[[ SOURCE INFORMATION open ]]

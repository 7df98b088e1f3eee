//! Bucket and function administration
//!
//! Every command needs storage that outlives the process.

use anyhow::{Context, Result};
use clap::{Args, Subcommand};
use tempest_config::Config;
use tempest_sinks::ArchivalSink;

/// Bucket command arguments
#[derive(Args, Debug)]
pub struct BucketArgs {
    #[command(subcommand)]
    pub command: BucketCommand,
}

#[derive(Subcommand, Debug)]
pub enum BucketCommand {
    /// List buckets
    List,

    /// Delete one bucket
    Delete {
        name: String,

        /// Delete every object first
        #[arg(long)]
        force: bool,
    },

    /// Delete every bucket, stopping at the first failure
    DeleteAll {
        /// Delete every object first
        #[arg(long)]
        force: bool,
    },
}

/// Function command arguments
#[derive(Args, Debug)]
pub struct FunctionArgs {
    #[command(subcommand)]
    pub command: FunctionCommand,
}

#[derive(Subcommand, Debug)]
pub enum FunctionCommand {
    /// List functions
    List,

    /// Delete one function
    Delete { name: String },

    /// Create or update the configured copy function and wire its trigger
    Provision,
}

/// Run a bucket command
pub async fn bucket(config: &Config, args: BucketArgs) -> Result<()> {
    require_persistent_storage(config, "bucket")?;
    let (archive, _dispatcher, _events) = ArchivalSink::from_config(&config.archive);

    match args.command {
        BucketCommand::List => {
            for name in archive.list_buckets().await.context("failed to list buckets")? {
                println!("{name}");
            }
        }
        BucketCommand::Delete { name, force } => {
            if force {
                let removed = archive
                    .force_delete_bucket(&name)
                    .await
                    .with_context(|| format!("failed to force-delete bucket {name}"))?;
                println!("deleted {name} ({removed} objects)");
            } else {
                archive
                    .delete_bucket(&name)
                    .await
                    .with_context(|| format!("failed to delete bucket {name}"))?;
                println!("deleted {name}");
            }
        }
        BucketCommand::DeleteAll { force } => {
            let deleted = archive
                .delete_all_buckets(force)
                .await
                .context("failed to delete buckets")?;
            for name in &deleted {
                println!("deleted {name}");
            }
        }
    }
    Ok(())
}

/// Run a function command
pub async fn function(config: &Config, args: FunctionArgs) -> Result<()> {
    require_persistent_storage(config, "function")?;
    let (archive, _dispatcher, _events) = ArchivalSink::from_config(&config.archive);

    match args.command {
        FunctionCommand::List => {
            for function in archive.list_functions().await.context("failed to list functions")? {
                println!(
                    "{}\t{}\ttimeout={}s",
                    function.name, function.handler, function.timeout_secs
                );
            }
        }
        FunctionCommand::Delete { name } => {
            let deleted = archive
                .delete_function(&name)
                .await
                .with_context(|| format!("failed to delete function {name}"))?;
            if deleted {
                println!("deleted {name}");
            } else {
                anyhow::bail!("function {name} does not exist");
            }
        }
        FunctionCommand::Provision => {
            let provisioned = archive.provision().await.context("provisioning failed")?;
            println!(
                "function {} {:?}; source bucket created: {}; sink bucket created: {}",
                archive.settings().descriptor.name,
                provisioned.function,
                provisioned.source_created,
                provisioned.sink_created
            );
        }
    }
    Ok(())
}

/// In-memory buckets and functions vanish on exit, so administering them is a no-op
fn require_persistent_storage(config: &Config, command: &str) -> Result<()> {
    if config.archive.storage.is_in_process() {
        anyhow::bail!(
            "{command} commands need persistent storage; the in-memory backend starts empty on every run \
             (set [archive.storage] type = \"filesystem\")"
        );
    }
    Ok(())
}
//! Edit distance helpers for fuzzy matching

/// Levenshtein distance over chars
pub fn levenshtein(a: &str, b: &str) -> usize {
    let a: Vec<char> = a.chars().collect();
    let b: Vec<char> = b.chars().collect();
    if a.is_empty() {
        return b.len();
    }
    if b.is_empty() {
        return a.len();
    }

    let mut prev: Vec<usize> = (0..=b.len()).collect();
    let mut curr = vec![0; b.len() + 1];

    for (i, ca) in a.iter().enumerate() {
        curr[0] = i + 1;
        for (j, cb) in b.iter().enumerate() {
            let cost = usize::from(ca != cb);
            curr[j + 1] = (prev[j + 1] + 1).min(curr[j] + 1).min(prev[j] + cost);
        }
        std::mem::swap(&mut prev, &mut curr);
    }

    prev[b.len()]
}

/// Allowed edits for a term of this length: 0 up to 2 chars, 1 up to 5, else 2
pub fn auto_fuzziness(term: &str) -> usize {
    match term.chars().count() {
        0..=2 => 0,
        3..=5 => 1,
        _ => 2,
    }
}

/// Case-insensitive fuzzy match of `query` against the whole value or any of its words
pub(crate) fn fuzzy_matches(value: &str, query: &str) -> bool {
    let query = query.to_lowercase();
    let value = value.to_lowercase();
    let max = auto_fuzziness(&query);

    if levenshtein(&value, &query) <= max {
        return true;
    }
    value
        .split(|c: char| !c.is_alphanumeric())
        .filter(|t| !t.is_empty())
        .any(|token| levenshtein(token, &query) <= max)
}
//! Tempest Configuration
//!
//! TOML-based configuration loading with sensible defaults.
//! An empty file is a working local setup: every sink enabled, in-memory
//! backings, the public alert feed as input.
//!
//! # Parsing
//!
//! Use the `FromStr` trait to parse configuration:
//!
//! ```
//! use tempest_config::Config;
//! use std::str::FromStr;
//!
//! let config = Config::from_str("[bus]\ntopic = \"alerts\"").unwrap();
//! assert_eq!(config.bus.topic, "alerts");
//! ```
//!
//! # Example Config
//!
//! ```toml
//! [feed]
//! location = "https://alerts.weather.gov/cap/us.php?x=0"
//!
//! [bus]
//! topic = "weather-alerts"
//!
//! [index]
//! enabled = false
//!
//! [archive.storage]
//! type = "filesystem"
//! root = "data/buckets"
//!
//! [scheduler]
//! enabled = true
//! fixed_delay_ms = 60000
//! ```

mod archive;
mod bus;
mod error;
mod feed;
mod index;
mod logging;
mod scheduler;
mod validation;

use std::fs;
use std::path::Path;
use std::str::FromStr;

pub use archive::{ArchiveConfig, FunctionConfig, SINK_BUCKET_ENV, StorageBackend};
pub use bus::{BusBackend, BusConfig};
pub use error::{ConfigError, Result};
pub use feed::{DEFAULT_FEED_URL, FeedConfig};
pub use index::{IndexBackend, IndexConfig};
pub use logging::{LogConfig, LogFormat, LogLevel};
pub use scheduler::SchedulerConfig;

use serde::Deserialize;

/// Main configuration structure
///
/// All sections are optional with sensible defaults.
#[derive(Debug, Clone, Default, Deserialize)]
#[serde(default)]
pub struct Config {
    /// Logging configuration
    pub log: LogConfig,

    /// Alert feed input
    pub feed: FeedConfig,

    /// Pub/sub bus sink
    pub bus: BusConfig,

    /// Search index sink
    pub index: IndexConfig,

    /// Object store archive sink and its copy function
    pub archive: ArchiveConfig,

    /// Periodic end-to-end runs
    pub scheduler: SchedulerConfig,
}

impl Config {
    /// Load configuration from a TOML file
    ///
    /// # Errors
    ///
    /// Returns error if file cannot be read, contains invalid TOML, or fails validation.
    pub fn from_file<P: AsRef<Path>>(path: P) -> Result<Self> {
        let path = path.as_ref();
        let contents = fs::read_to_string(path).map_err(|e| ConfigError::IoError {
            path: path.display().to_string(),
            source: e,
        })?;

        Self::from_str(&contents)
    }

    fn parse(s: &str) -> Result<Self> {
        let config: Config = toml::from_str(s).map_err(ConfigError::ParseError)?;
        config.validate()?;
        Ok(config)
    }

    /// Validate the configuration
    pub fn validate(&self) -> Result<()> {
        validation::validate_config(self)
    }

    /// Names of sinks whose toggle is on
    pub fn enabled_sinks(&self) -> Vec<&'static str> {
        [
            ("bus", self.bus.enabled),
            ("index", self.index.enabled),
            ("archive", self.archive.enabled),
        ]
        .into_iter()
        .filter_map(|(name, on)| on.then_some(name))
        .collect()
    }
}

impl FromStr for Config {
    type Err = ConfigError;

    fn from_str(s: &str) -> Result<Self> {
        Self::parse(s)
    }
}
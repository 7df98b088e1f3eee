//! Tempest - Sinks
//!
//! Downstream destinations for alert records. Every sink owns one
//! [`ToggleGate`] resolved from configuration at construction.
//!
//! | Sink | Purpose | Disabled behavior |
//! |------|---------|-------------------|
//! | `bus` | Publish each record to a topic | Returns a result for the input count |
//! | `index` | Store and query records by id | Writes skipped, queries fail |
//! | `archive` | CSV snapshot into a triggered bucket | Fails with `Disabled` |
//!
//! Backings are swappable behind traits: [`Publisher`] for the bus,
//! [`SearchBackend`] for the index, [`ObjectStore`] and [`FunctionService`]
//! for the archive.
//!
//! # Example
//!
//! ```ignore
//! use tempest_sinks::{BusSink, ChannelPublisher, ToggleGate};
//!
//! let (publisher, rx) = ChannelPublisher::new(1024);
//! let bus = BusSink::new(ToggleGate::on(), "weather-alerts", Arc::new(publisher));
//! let result = bus.publish(&records).await?;
//! ```

pub mod archive;
pub mod bus;
pub mod common;
pub mod index;
pub mod toggle;

#[cfg(test)]
mod test_util;

pub use archive::{
    ARCHIVE, ArchivalSink, ArchiveReceipt, ArchiveSettings, CallStatus, CopyToSinkHandler,
    EventReceiver, FsFunctionService, FsObjectStore, FunctionProvision, FunctionService,
    MemoryFunctionService, MemoryObjectStore, NotificationRule, ObjectCreated, ObjectHandler,
    ObjectPage, ObjectStore, Provisioned, StoreError, TriggerDispatcher, serialize_snapshot,
};
pub use bus::{BUS, BusMessage, BusSink, ChannelPublisher, Publisher, RestProxyPublisher};
pub use common::{MetricsSnapshot, SinkError, SinkMetrics};
pub use index::{
    DEFAULT_LIMIT, ElasticsearchBackend, FALLBACK_INDEX_NAME, INDEX, IndexSink, MatchMode,
    MemoryIndex, SearchBackend, resolve_index_name,
};
pub use toggle::{Togglable, ToggleGate};
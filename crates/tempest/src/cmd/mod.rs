//! Command implementations for the Tempest CLI

pub mod admin;
pub mod query;
pub mod run;
pub mod serve;
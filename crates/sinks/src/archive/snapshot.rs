//! CSV snapshot of a record batch

use bytes::Bytes;
use csv::{Terminator, WriterBuilder};
use tempest_protocol::{AlertRecord, RecordField};

use crate::common::SinkError;

use super::ARCHIVE;

/// Header line plus one line per record, columns in `RecordField::ALL` order
///
/// Line breaks inside values are flattened to spaces so a snapshot of `n`
/// records always has exactly `n + 1` lines.
///
/// # Errors
///
/// Returns `SinkError::Delivery` if the writer fails.
pub fn serialize_snapshot(records: &[AlertRecord]) -> Result<Bytes, SinkError> {
    let mut writer = WriterBuilder::new()
        .terminator(Terminator::Any(b'\n'))
        .from_writer(Vec::with_capacity(128 * (records.len() + 1)));

    writer
        .write_record(RecordField::ALL.iter().map(|f| f.as_str()))
        .map_err(csv_error)?;

    for record in records {
        writer
            .write_record(record.row().iter().map(|v| flatten(v)))
            .map_err(csv_error)?;
    }

    let body = writer
        .into_inner()
        .map_err(|e| SinkError::delivery(ARCHIVE, format!("snapshot flush: {e}")))?;
    Ok(Bytes::from(body))
}

fn flatten(value: &str) -> String {
    if value.contains(['\n', '\r']) {
        value.replace("\r\n", " ").replace(['\n', '\r'], " ")
    } else {
        value.to_string()
    }
}

fn csv_error(e: csv::Error) -> SinkError {
    SinkError::delivery(ARCHIVE, format!("snapshot write: {e}"))
}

[[ SOURCE INFORMATION closed ]]

DESCRIPTION OF THE TASK
Answer only with the count of lines in the records that include the string "FunctionCommand".

FINISHED EXERCISE
5